Road Life is a studio album by Canadian rapper, singer and producer Moka Only (also known as Flowtorch). It was released by Perilunar on August 15, 2000, and later released digitally by Legendary Entertainment. The album was entirely self-produced, and features guest appearances from Ishkan, Sunspot Jonz, and Jeff Spec.

==Recording==
The album was entirely produced and recorded by Moka at his personal studio, Mammal Studios. He produced tracks for the album with a Korg Triton.

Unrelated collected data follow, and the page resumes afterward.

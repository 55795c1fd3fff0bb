//! Edge-list provider implementation.
use std::fs::File;
use std::io::{BufRead, BufReader};
use std::path::Path;

use spanwood_core::Graph;
use tracing::{debug, info, instrument};

use crate::errors::EdgeListError;
use crate::record::EdgeRecord;

/// An undirected, weighted graph loaded from `from,to,weight` lines.
///
/// Nodes are added in the order they first appear. A record naming a pair
/// that is already connected is skipped and counted, whichever way round
/// the pair is written.
#[derive(Debug)]
pub struct EdgeListProvider {
    name: String,
    graph: Graph<String, f64>,
    records: usize,
    duplicates: usize,
}

impl EdgeListProvider {
    /// Returns the data source name.
    #[must_use]
    pub fn name(&self) -> &str {
        &self.name
    }

    /// Returns the loaded graph.
    #[must_use]
    pub const fn graph(&self) -> &Graph<String, f64> {
        &self.graph
    }

    /// Consumes the provider, returning the loaded graph.
    #[must_use]
    pub fn into_graph(self) -> Graph<String, f64> {
        self.graph
    }

    /// Returns the number of non-blank records read.
    #[must_use]
    pub const fn records(&self) -> usize {
        self.records
    }

    /// Returns how many records were skipped because their pair was already
    /// connected.
    #[must_use]
    pub const fn duplicates(&self) -> usize {
        self.duplicates
    }

    /// Loads an edge list from the file at `path`.
    ///
    /// # Errors
    /// Returns [`EdgeListError::Io`] when the file cannot be opened or read,
    /// and the errors of [`EdgeRecord::parse`] for malformed records.
    pub fn try_from_path(
        name: impl Into<String>,
        path: impl AsRef<Path>,
    ) -> Result<Self, EdgeListError> {
        let file = File::open(path)?;
        Self::try_from_reader(name, BufReader::new(file))
    }

    /// Loads an edge list from any buffered reader.
    ///
    /// # Examples
    /// ```
    /// use spanwood_providers_edgelist::EdgeListProvider;
    ///
    /// let input = "a,b,1\nb,c,2\n\nc,a,5\nb,a,7\n";
    /// let provider = EdgeListProvider::try_from_reader("demo", input.as_bytes())?;
    /// assert_eq!(provider.records(), 4);
    /// assert_eq!(provider.duplicates(), 1);
    /// assert_eq!(provider.graph().num_nodes(), 3);
    /// # Ok::<(), spanwood_providers_edgelist::EdgeListError>(())
    /// ```
    ///
    /// # Errors
    /// Returns [`EdgeListError::Io`] when reading fails and the errors of
    /// [`EdgeRecord::parse`] for malformed records.
    pub fn try_from_reader<R: BufRead>(
        name: impl Into<String>,
        reader: R,
    ) -> Result<Self, EdgeListError> {
        load(name.into(), reader)
    }
}

#[instrument(name = "edgelist.load", err, skip(reader, name), fields(data_source = %name))]
fn load<R: BufRead>(name: String, reader: R) -> Result<EdgeListProvider, EdgeListError> {
    let mut graph = Graph::undirected_labelled();
    let mut records = 0_usize;
    let mut duplicates = 0_usize;

    for (index, text) in reader.lines().enumerate() {
        let line = index.saturating_add(1);
        let Some(record) = EdgeRecord::parse(line, &text?)? else {
            continue;
        };
        records = records.saturating_add(1);

        let EdgeRecord { from, to, weight } = record;
        graph.add_node(from.clone());
        graph.add_node(to.clone());
        let inserted = graph
            .add_edge(from, to, Some(weight))
            .map_err(|source| EdgeListError::Graph { line, source })?;
        if !inserted {
            duplicates = duplicates.saturating_add(1);
            debug!(line, "skipping duplicate edge");
        }
    }

    info!(
        records,
        duplicates,
        nodes = graph.num_nodes(),
        "edge list loaded"
    );
    Ok(EdgeListProvider {
        name,
        graph,
        records,
        duplicates,
    })
}
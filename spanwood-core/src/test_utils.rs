//! Shared test utilities for `spanwood-core`.

use proptest::test_runner::Config as ProptestConfig;
use spanwood_test_support::ci::property_test_profile::ProptestRunProfile;

/// Builds a standard proptest configuration from the shared CI profile.
///
/// Keeps every property suite on the same `PROGTEST_CASES` and
/// `SPANWOOD_PBT_FORK` interpretation.
#[must_use]
pub(crate) fn suite_proptest_config(default_cases: u32) -> ProptestConfig {
    let profile = ProptestRunProfile::load(default_cases, false);
    ProptestConfig {
        cases: profile.cases(),
        fork: profile.fork(),
        ..ProptestConfig::default()
    }
}
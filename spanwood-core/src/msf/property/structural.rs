//! Structural invariants of every forest:
//!
//! - **Acyclicity**: no accepted edge closes a cycle.
//! - **Edge count**: `V - C` edges for `C` trees.
//! - **Growth order**: each edge leads to a node nothing has claimed yet.
//! - **Faithfulness**: each edge exists in the graph with the same label.

use std::collections::HashSet;

use proptest::test_runner::{TestCaseError, TestCaseResult};

use crate::msf::minimum_spanning_forest;

use super::oracle::find_root;
use super::types::ForestFixture;

/// Runs the structural invariant property for the given fixture.
pub(super) fn run_structural_invariants_property(fixture: &ForestFixture) -> TestCaseResult {
    let graph = fixture.graph();
    let forest = minimum_spanning_forest(&graph).map_err(|err| {
        TestCaseError::fail(format!("forest failed: {err} (shape={:?})", fixture.shape))
    })?;

    let mut parent: Vec<usize> = (0..fixture.node_count).collect();
    let mut claimed = HashSet::with_capacity(fixture.node_count);

    for (index, edge) in forest.edges().iter().enumerate() {
        let (start, end) = (*edge.start(), *edge.end());
        if start == end {
            return Err(TestCaseError::fail(format!("edge {index}: self-loop on {start}")));
        }
        if graph.label(&start, &end) != Ok(edge.label()) {
            return Err(TestCaseError::fail(format!(
                "edge {index}: {start}-{end} does not match the graph"
            )));
        }

        let start_root = find_root(&mut parent, start);
        let end_root = find_root(&mut parent, end);
        if start_root == end_root {
            return Err(TestCaseError::fail(format!("edge {index}: {start}-{end} closes a cycle")));
        }
        parent[end_root] = start_root;

        claimed.insert(start);
        if !claimed.insert(end) {
            return Err(TestCaseError::fail(format!(
                "edge {index}: {end} was claimed before {start}-{end} reached it"
            )));
        }
    }

    if forest.len() + forest.component_count() != fixture.node_count {
        return Err(TestCaseError::fail(format!(
            "{} edges and {} trees do not cover {} nodes",
            forest.len(),
            forest.component_count(),
            fixture.node_count,
        )));
    }
    Ok(())
}
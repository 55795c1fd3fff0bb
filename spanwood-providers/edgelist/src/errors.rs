use std::io;
use std::num::ParseFloatError;

use spanwood_core::GraphError;
use thiserror::Error;

/// Failures raised while loading an edge list. Line numbers are 1-based.
#[derive(Debug, Error)]
pub enum EdgeListError {
    #[error("i/o error: {0}")]
    Io(#[from] io::Error),
    #[error("line {line}: expected 3 comma-separated fields but found {found}")]
    FieldCount { line: usize, found: usize },
    #[error("line {line}: node name must not be empty")]
    EmptyNode { line: usize },
    #[error("line {line}: weight `{value}` is not a number")]
    InvalidWeight {
        line: usize,
        value: String,
        #[source]
        source: ParseFloatError,
    },
    #[error("line {line}: weight {value} is not finite")]
    NonFiniteWeight { line: usize, value: f64 },
    #[error("line {line}: {source}")]
    Graph {
        line: usize,
        #[source]
        source: GraphError,
    },
}

impl EdgeListError {
    /// Returns the offending line when the failure is tied to one record.
    #[must_use]
    pub const fn line(&self) -> Option<usize> {
        match self {
            Self::Io(_) => None,
            Self::FieldCount { line, .. }
            | Self::EmptyNode { line }
            | Self::InvalidWeight { line, .. }
            | Self::NonFiniteWeight { line, .. }
            | Self::Graph { line, .. } => Some(*line),
        }
    }
}
//! Fixture types for forest property tests.

use crate::graph::{Direction, Graph, Labelling};

/// Shape of a generated graph.
///
/// Each shape stresses a different part of the algorithm: the number of
/// stale queue entries, tie handling, or the restart across components.
#[derive(Clone, Copy, Debug, Eq, PartialEq)]
pub(super) enum GraphShape {
    /// Roughly `1.5n` edges over a connected backbone, with the odd self-loop.
    Sparse,
    /// Close to a complete graph, so most queued edges go stale.
    Dense,
    /// Weights drawn from a tiny set, so ties are everywhere.
    ManyIdentical,
    /// Several components with no edges between them, plus isolated nodes.
    Disconnected,
}

/// A generated weighted graph, described as plain data so a failing case
/// prints readably.
#[derive(Clone, Debug)]
pub(super) struct ForestFixture {
    /// Number of nodes, labelled `0..node_count`.
    pub node_count: usize,
    /// Order in which the nodes are added to the graph.
    pub insertion_order: Vec<usize>,
    /// Undirected edges with integral weights. No pair appears twice.
    pub edges: Vec<(usize, usize, u16)>,
    /// Shape used during generation.
    pub shape: GraphShape,
}

impl ForestFixture {
    /// Builds the undirected labelled graph this fixture describes.
    pub(super) fn graph(&self) -> Graph<usize, f64> {
        let mut graph =
            Graph::with_capacity(Direction::Undirected, Labelling::Labelled, self.node_count);
        for node in &self.insertion_order {
            graph.add_node(*node);
        }
        for (start, end, weight) in &self.edges {
            // Pairs are unique and both endpoints exist, so every insert lands.
            let _ = graph.add_edge(*start, *end, Some(f64::from(*weight)));
        }
        graph
    }
}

"Floating" is the original take of the song "Magnitude", from his 2001 album Lime Green. "Trackside" is an instrumental track which contains samples of train sounds. "Face 2 Tha Sky" samples Moka's own voice, from the (previously unreleased) song "Moked Out", which was recorded with DJ Moves in March of 1999 in Toronto. Moka said the song "Detectives" "stemmed from the sax sample reminding me of some ol' Don Knotts type mystery movie even though I took it from a more recent Bruce Willis movie." He aimed for a "minimalist approach" on "Oh Lawd" by using deliberately sloppy sample placement and creating the snare sound with a glass countertop. "We In This" was inspired by Al Jarreau. "Yeah Baby, That's the Style" was the final song recorded for the album, noted by Moka as a more recent take of "Check My Style".

== Critical reception ==

Neil Drumming of CMJ New Music Monthly defined the album as "laid-back synth funk and clever introspection".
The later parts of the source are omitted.